The 61-year-old actor, who starred as Santa Claus in the 1990 holiday classic, was diagnosed with squamous cell carcinoma — one of the most common oral cancers — in October.
Before his diagnosis, he had undergone a few procedures in January to remove areas of abnormal skin tissue. It was around the same time that his daughter Michaela said her father “lost his [SAG-AFTRA-funded] health insurance, and he had to stop going to the same doctors that he had been going to for a while about his mouth”.
“The last two years he’s gotten lots of biopsies done and they’ve tried to control it,” Michaela told People in a new interview. “And it was only this year that it just got very, very aggressive. So when he got his biopsy in October, that is when we got the diagnosis.”

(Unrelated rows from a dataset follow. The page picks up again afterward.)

//! Text helpers shared by the evaluator and the payload resolver

use std::sync::OnceLock;

use regex::{NoExpand, Regex};

use crate::marker::INPUT_MARKER;

/// Replace every `input` (case-sensitive) with the payload
pub fn replace_input(text: &str, payload: &str) -> String {
    text.replace(INPUT_MARKER, payload)
}

/// Replace every `input` regardless of case with the payload
pub fn replace_input_ignore_case(text: &str, payload: &str) -> String {
    static INPUT: OnceLock<Regex> = OnceLock::new();
    let re = INPUT.get_or_init(|| Regex::new(r"(?i)input").expect("valid input regex"));
    re.replace_all(text, NoExpand(payload)).into_owned()
}

pub fn contains_ignore_case(text: &str, needle: &str) -> bool {
    text.to_lowercase().contains(&needle.to_lowercase())
}

/// Any of `+ - * / ^ = %`
pub fn has_math_operators(text: &str) -> bool {
    text.contains(['+', '-', '*', '/', '^', '=', '%'])
}

/// Whether a resolved payload should be handed to the scalar evaluator
pub fn looks_like_calculation(text: &str) -> bool {
    has_math_operators(text) || contains_ignore_case(text, "NOT")
}

/// Split on every occurrence of any of `separators`
///
/// Returns `None` when no separator is present. Parts are trimmed.
pub fn split_any<'a>(text: &'a str, separators: &[&str]) -> Option<Vec<&'a str>> {
    let mut parts = Vec::new();
    let mut rest = text;

    loop {
        let next = separators
            .iter()
            .filter_map(|sep| rest.find(sep).map(|pos| (pos, sep.len())))
            .min_by_key(|(pos, _)| *pos);

        match next {
            Some((pos, len)) => {
                parts.push(rest[..pos].trim());
                rest = &rest[pos + len..];
            }
            None => {
                parts.push(rest.trim());
                break;
            }
        }
    }

    (parts.len() > 1).then_some(parts)
}

/// Resolve backslash escapes the way C-like string literals do
///
/// Unknown escapes keep the escaped character, a trailing backslash is kept.
pub fn unescape(text: &str) -> String {
    if !text.contains('\\') {
        return text.to_string();
    }

    let mut out = String::with_capacity(text.len());
    let mut chars = text.chars().peekable();

    while let Some(c) = chars.next() {
        if c != '\\' {
            out.push(c);
            continue;
        }
        match chars.next() {
            Some('n') => out.push('\n'),
            Some('r') => out.push('\r'),
            Some('t') => out.push('\t'),
            Some('0') => out.push('\0'),
            Some('u') => {
                let hex: String = chars.clone().take(4).collect();
                match u32::from_str_radix(&hex, 16).ok().and_then(char::from_u32) {
                    Some(decoded) if hex.len() == 4 => {
                        out.push(decoded);
                        for _ in 0..4 {
                            chars.next();
                        }
                    }
                    _ => out.push('u'),
                }
            }
            Some(other) => out.push(other),
            None => out.push('\\'),
        }
    }
    out
}

#[cfg(test)]
mod tests {
    use super::*;

    #[test]
    fn test_replace_input() {
        assert_eq!(replace_input("input > 5", "7"), "7 > 5");
        assert_eq!(replace_input("INPUT > 5", "7"), "INPUT > 5");
        assert_eq!(replace_input_ignore_case("Input + INPUT", "2"), "2 + 2");
        assert_eq!(replace_input_ignore_case("input", "$1 cost"), "$1 cost");
    }

    #[test]
    fn test_looks_like_calculation() {
        assert!(looks_like_calculation("200 + 10"));
        assert!(looks_like_calculation("not 1"));
        assert!(looks_like_calculation("a = b"));
        assert!(!looks_like_calculation("ON"));
        assert!(!looks_like_calculation("#27F25E"));
    }

    #[test]
    fn test_split_any() {
        assert_eq!(
            split_any("a > 1 && b < 2", &[" && ", " and "]),
            Some(vec!["a > 1", "b < 2"])
        );
        assert_eq!(
            split_any("a and b", &[" && ", " and "]),
            Some(vec!["a", "b"])
        );
        assert_eq!(
            split_any("a && b and c", &[" && ", " and "]),
            Some(vec!["a", "b", "c"])
        );
        assert_eq!(split_any("a > 1", &[" && ", " and "]), None);
    }

    #[test]
    fn test_unescape() {
        assert_eq!(unescape(r"line\nbreak"), "line\nbreak");
        assert_eq!(unescape(r#"say \"hi\""#), "say \"hi\"");
        assert_eq!(unescape(r"°C"), "°C");
        assert_eq!(unescape(r"a\/b\\c"), r"a/b\c");
        assert_eq!(unescape(r"\q"), "q");
        assert_eq!(unescape("plain"), "plain");
        assert_eq!(unescape("tail\\"), "tail\\");
    }
}
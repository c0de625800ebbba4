//! Router errors

use hub_event_bus::PublishError;
use hub_registries::StoreError;
use hub_rules::RuleError;
use thiserror::Error;

/// Errors raised while routing one message
///
/// None of these stop the router; they are logged and reported per rule.
#[derive(Debug, Error)]
pub enum RouterError {
    #[error("store error: {0}")]
    Store(#[from] StoreError),

    #[error("rule error: {0}")]
    Rule(#[from] RuleError),

    #[error("publish error: {0}")]
    Publish(#[from] PublishError),

    #[error("invalid payload on {topic}: {reason}")]
    InvalidPayload { topic: String, reason: String },
}

/// Result type for routing operations
pub type RouterResult<T> = Result<T, RouterError>;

Campbell was eventually scheduled to undergo surgery to remove the tumor on 7 December. A week before the procedure, Michaela created a GoFundMe to raise $100,000 (£79,000 ) to help with the cost of the 10-hour surgery, the six-month recovery and any chemotherapy he might need afterward.
“The first day we posted it, every time he read something, he would just burst into tears,” she said of Campbell. “It was the first time he really got emotional about the whole situation. It was kind of a shock to him to feel so loved.”
Ken Hudson Campbell in ‘Home Alone’— (Getty Images / 20th Century Studios)
With the help of over a thousand donations from friends, family and fans, including The Office star Steve Carrell, the campaign has surpassed its goal and raised $109,495 (at the time of writing).
“It really means the world,” Michaela added. “My family’s been struggling for a long time financially. So just having my dad’s friends come together, this is just very overwhelming and it really takes a lot of stress off of my family’s shoulders.”
Of his recovery, Michaela said: “I think the hardest part of this is going to be him losing his speech and his ability to talk. So speech therapy is going to play a big role in it.”
“We’re kind of playing it one step at a time, depending on how debilitated he is,” she added. “If he needs extra help, we might put him into a nursing home for a little while, but if not, we’re going to take him back home and we still will be hiring post-op care help with that.”